The RBC team sees owning Baker Hughes as a cheaper way to play Halliburton and the recovery in the fracking business.
ALSO READ: 5 Key Analyst Stocks With 50% to 100% Upside Targets
Baker Hughes investors are paid a 1.05% dividend. The RBC price target for the stock is $82. The Thomson/First Call consensus target is $76.32. The stock closed Friday at $64.46.
Nabors Industries
This company provides drilling and rig services. Nabors Industries Ltd. (NYSE: NBR) offers rig instrumentation, optimization software and directional drilling services. It also provides completion, life-of-well maintenance and plugging and abandonment of a well. In addition, the company markets approximately 466 land drilling rigs for oil and gas land-based drilling operations in the United States, Canada and approximately 20 other countries; approximately 445 rigs for land well-servicing and workover services in the United States; 98 rigs for land well-servicing and workover services in Canada; 42 rigs for offshore drilling operations in the United States and internationally; and seven jackup units and components of trucks and fluid hauling vehicles.
Nabors posted strong earnings for the most recent quarter. First-quarter 2015 earnings from continuing operations — excluding one-time items — were $0.20 per share, crushing the consensus estimate of $0.05. The bottom line also jumped 25% from $0.16 per share in the year-ago quarter. Significant higher profit from drilling and rig services aided the results.
Nabors investors are paid a 1.67% dividend. The RBC price target is $19, and the consensus price objective is $17.43. Shares closed Friday at $14.75.
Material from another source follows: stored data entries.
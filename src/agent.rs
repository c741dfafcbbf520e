use crate::config::{Config, SearchSettings};
use crate::llm::types::{Message, ToolCall};
use crate::llm::{ChatBackend, ChatOutcome, ChatRequest, LlmError};
use crate::tool::base::{Tool, ToolContext, ToolError};
use crate::tool::WebSearchTool;
use std::sync::Arc;
use std::time::Duration;

/// Hard cap on model calls per exchange.
pub const DEFAULT_MAX_TURNS: usize = 5;

/// Wait before the single retry of a rate-limited request.
pub const RATE_LIMIT_BACKOFF: Duration = Duration::from_secs(2);

const SYSTEM_WARNING_OPEN: &str = "[System Warning:";

/// Notice prepended to answers produced after the model rejected the search tool.
pub fn tools_unsupported_warning(model: &str) -> String {
    format!("{SYSTEM_WARNING_OPEN} The model '{model}' does not support web search. Responding without search.]")
}

/// Split a leading system warning off an answer.
pub fn split_system_warning(text: &str) -> (Option<&str>, &str) {
    if text.starts_with(SYSTEM_WARNING_OPEN) {
        if let Some((warning, rest)) = text.split_once("]\n\n") {
            return (Some(&text[..warning.len() + 1]), rest);
        }
    }
    (None, text)
}

/// Hard failures out of an exchange. Exhausting the turn cap is not one of them.
#[derive(Debug, thiserror::Error)]
pub enum EngineError {
    #[error(transparent)]
    Llm(#[from] LlmError),

    #[error("Rate limit exceeded after retry: {0}")]
    RateLimited(String),

    #[error("Model rejected the request without tools: {0}")]
    ToolsRejected(String),
}

#[derive(Debug, Clone)]
pub struct EngineOptions {
    pub max_turns: usize,
    pub rate_limit_backoff: Duration,
}

impl Default for EngineOptions {
    fn default() -> Self {
        Self {
            max_turns: DEFAULT_MAX_TURNS,
            rate_limit_backoff: RATE_LIMIT_BACKOFF,
        }
    }
}

/// Per-exchange parameters, copied out of the config snapshot.
#[derive(Debug, Clone)]
pub struct ExchangeParams {
    pub model: String,
    pub temperature: f32,
    pub max_tokens: Option<u32>,
    pub search: SearchSettings,
}

impl ExchangeParams {
    pub fn from_config(config: &Config, temperature: f32) -> Self {
        Self {
            model: config.llm.model.clone(),
            temperature,
            max_tokens: Some(config.llm.max_tokens),
            search: config.search.clone(),
        }
    }
}

/// Where an exchange currently is.
#[derive(Debug)]
enum TurnState {
    AwaitingModel,
    ModelResponded(Message),
    ToolCallRequested(Message),
    ToolsExecuted,
    Terminal(String),
}

/// Drives a bounded tool-calling exchange with the model.
///
/// Turns are strictly sequential and the tool calls inside a turn run one after another,
/// so tool results land in the history in the order the model requested them.
pub struct ConversationEngine {
    backend: Arc<dyn ChatBackend>,
    search_tool: Arc<WebSearchTool>,
    options: EngineOptions,
}

impl ConversationEngine {
    pub fn new(backend: Arc<dyn ChatBackend>, search_tool: Arc<WebSearchTool>) -> Self {
        Self {
            backend,
            search_tool,
            options: EngineOptions::default(),
        }
    }

    pub fn with_options(mut self, options: EngineOptions) -> Self {
        self.options = options;
        self
    }

    /// Run the exchange to a terminal answer.
    ///
    /// Returns `Ok(None)` when the turn cap is exhausted without a terminal reply.
    pub async fn run(
        &self,
        messages: Vec<Message>,
        params: &ExchangeParams,
    ) -> Result<Option<String>, EngineError> {
        let mut history = messages;
        let mut tools = params
            .search
            .enabled
            .then(|| vec![self.search_tool.definition()]);
        let mut tools_dropped = false;
        let mut turns = 0usize;
        let mut state = TurnState::AwaitingModel;

        loop {
            state = match state {
                TurnState::AwaitingModel => {
                    if turns >= self.options.max_turns {
                        tracing::warn!(turns, "turn cap reached without a final answer");
                        return Ok(None);
                    }
                    let mut request = ChatRequest {
                        model: params.model.clone(),
                        messages: history.clone(),
                        temperature: params.temperature,
                        max_tokens: params.max_tokens,
                        tools: tools.clone(),
                    };
                    let reply = match self.complete_with_retry(&request).await? {
                        ChatOutcome::Reply(reply) => reply,
                        ChatOutcome::ToolsUnsupported { detail } if request.tools.is_some() => {
                            tracing::warn!(model = %params.model, detail = %detail, "model does not support tools, retrying without");
                            tools = None;
                            tools_dropped = true;
                            request.tools = None;
                            match self.complete_with_retry(&request).await? {
                                ChatOutcome::Reply(reply) => reply,
                                ChatOutcome::ToolsUnsupported { detail }
                                | ChatOutcome::RateLimited { detail } => {
                                    return Err(EngineError::ToolsRejected(detail));
                                }
                            }
                        }
                        ChatOutcome::ToolsUnsupported { detail } => {
                            return Err(EngineError::ToolsRejected(detail));
                        }
                        ChatOutcome::RateLimited { detail } => {
                            return Err(EngineError::RateLimited(detail));
                        }
                    };
                    TurnState::ModelResponded(reply)
                }
                TurnState::ModelResponded(reply) => {
                    if reply.requested_tool_calls().is_empty() {
                        TurnState::Terminal(reply.text().to_string())
                    } else {
                        TurnState::ToolCallRequested(reply)
                    }
                }
                TurnState::ToolCallRequested(reply) => {
                    let calls = reply.requested_tool_calls().to_vec();
                    tracing::debug!(turn = turns, count = calls.len(), "executing tool calls");
                    history.push(reply);
                    for call in &calls {
                        let content = self.execute_tool_call(call, &params.search).await;
                        history.push(Message::tool_result(&call.id, &call.function.name, content));
                    }
                    TurnState::ToolsExecuted
                }
                TurnState::ToolsExecuted => {
                    turns += 1;
                    TurnState::AwaitingModel
                }
                TurnState::Terminal(text) => {
                    tracing::debug!(turns, answer_len = text.len(), "exchange finished");
                    if tools_dropped {
                        return Ok(Some(format!(
                            "{}\n\n{}",
                            tools_unsupported_warning(&params.model),
                            text
                        )));
                    }
                    return Ok(Some(text));
                }
            };
        }
    }

    /// One transport call, retried exactly once if the endpoint reports rate limiting.
    async fn complete_with_retry(&self, request: &ChatRequest) -> Result<ChatOutcome, EngineError> {
        match self.backend.complete(request).await? {
            ChatOutcome::RateLimited { detail } => {
                tracing::warn!(
                    backoff_ms = self.options.rate_limit_backoff.as_millis() as u64,
                    detail = %detail,
                    "rate limited, retrying once"
                );
                tokio::time::sleep(self.options.rate_limit_backoff).await;
                match self.backend.complete(request).await? {
                    ChatOutcome::RateLimited { detail } => Err(EngineError::RateLimited(detail)),
                    other => Ok(other),
                }
            }
            other => Ok(other),
        }
    }

    /// Produce the tool-result content for one call. Protocol problems become text.
    async fn execute_tool_call(&self, call: &ToolCall, search: &SearchSettings) -> String {
        let name = call.function.name.as_str();

        // Backend-native tools (e.g. Moonshot's `$web_search`) run server-side; echo the arguments.
        if name.starts_with('$') || call.call_type == "builtin_function" {
            tracing::debug!(tool = %name, "acknowledging backend-native tool call");
            return call.function.arguments.clone();
        }

        if !WebSearchTool::answers_to(name) {
            tracing::warn!(tool = %name, "model requested an unknown tool");
            return format!("Error: Tool '{name}' not found");
        }

        let raw_args = if call.function.arguments.trim().is_empty() {
            "{}"
        } else {
            call.function.arguments.as_str()
        };
        let args: serde_json::Value = match serde_json::from_str(raw_args) {
            Ok(args) => args,
            Err(e) => {
                tracing::warn!(tool = %name, error = %e, "malformed tool arguments");
                return format!("Error: Invalid parameters for {name}: {e}");
            }
        };

        let ctx = ToolContext::new(call.id.clone(), search.clone());
        match self.search_tool.execute(args, &ctx).await {
            Ok(result) => {
                tracing::debug!(
                    tool = %name,
                    call_id = %call.id,
                    searched = ?result.metadata.get("searched"),
                    num_results = ?result.metadata.get("num_results"),
                    "tool call finished"
                );
                result.content
            }
            Err(ToolError::InvalidParams(msg)) => format!("Error: Invalid parameters for {name}: {msg}"),
            Err(e) => format!("Error: {name} failed: {e}"),
        }
    }
}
ALSO READ: The 6 Stocks Punishing the DJIA So Far in 2015
Patterson-UTI Energy
Patterson-UTI Energy Inc. (NASDAQ: PTEN) subsidiaries provide onshore contract drilling and pressure pumping services to exploration and production companies in North America. Patterson-UTI Drilling and its subsidiaries operate land-based drilling rigs in oil and natural gas-producing regions of the continental United States and western Canada. Universal Pressure Pumping and Universal Well Services provide pressure pumping services primarily in Texas and the Appalachian region.
The company also reported better-than-expected first-quarter 2015 results on improved rig revenues. However, the bottom line did witness a substantial year-over-year decline due to a decrease in rig activity. Patterson-UTI reported earnings per share — excluding non-cash charges — of $0.06, surpassing the consensus of $0.03. The reported earnings were, however, substantially below the year-ago quarter earnings of $0.24. While not the blow-out of the other two, still very good considering the sector.
Patterson-UTI investors are paid a 2% dividend. The RBC price target is $26, and consensus target stands at $24.13. The stock closed Friday at $20.20.
Superior Energy Services
Superior Energy Services Inc. (NYSE: SPN) serves the drilling, completion and production-related needs of oil and gas companies worldwide through its brand name drilling products and its integrated completion and well intervention services and tools, supported by an engineering staff who plan and design solutions for customers.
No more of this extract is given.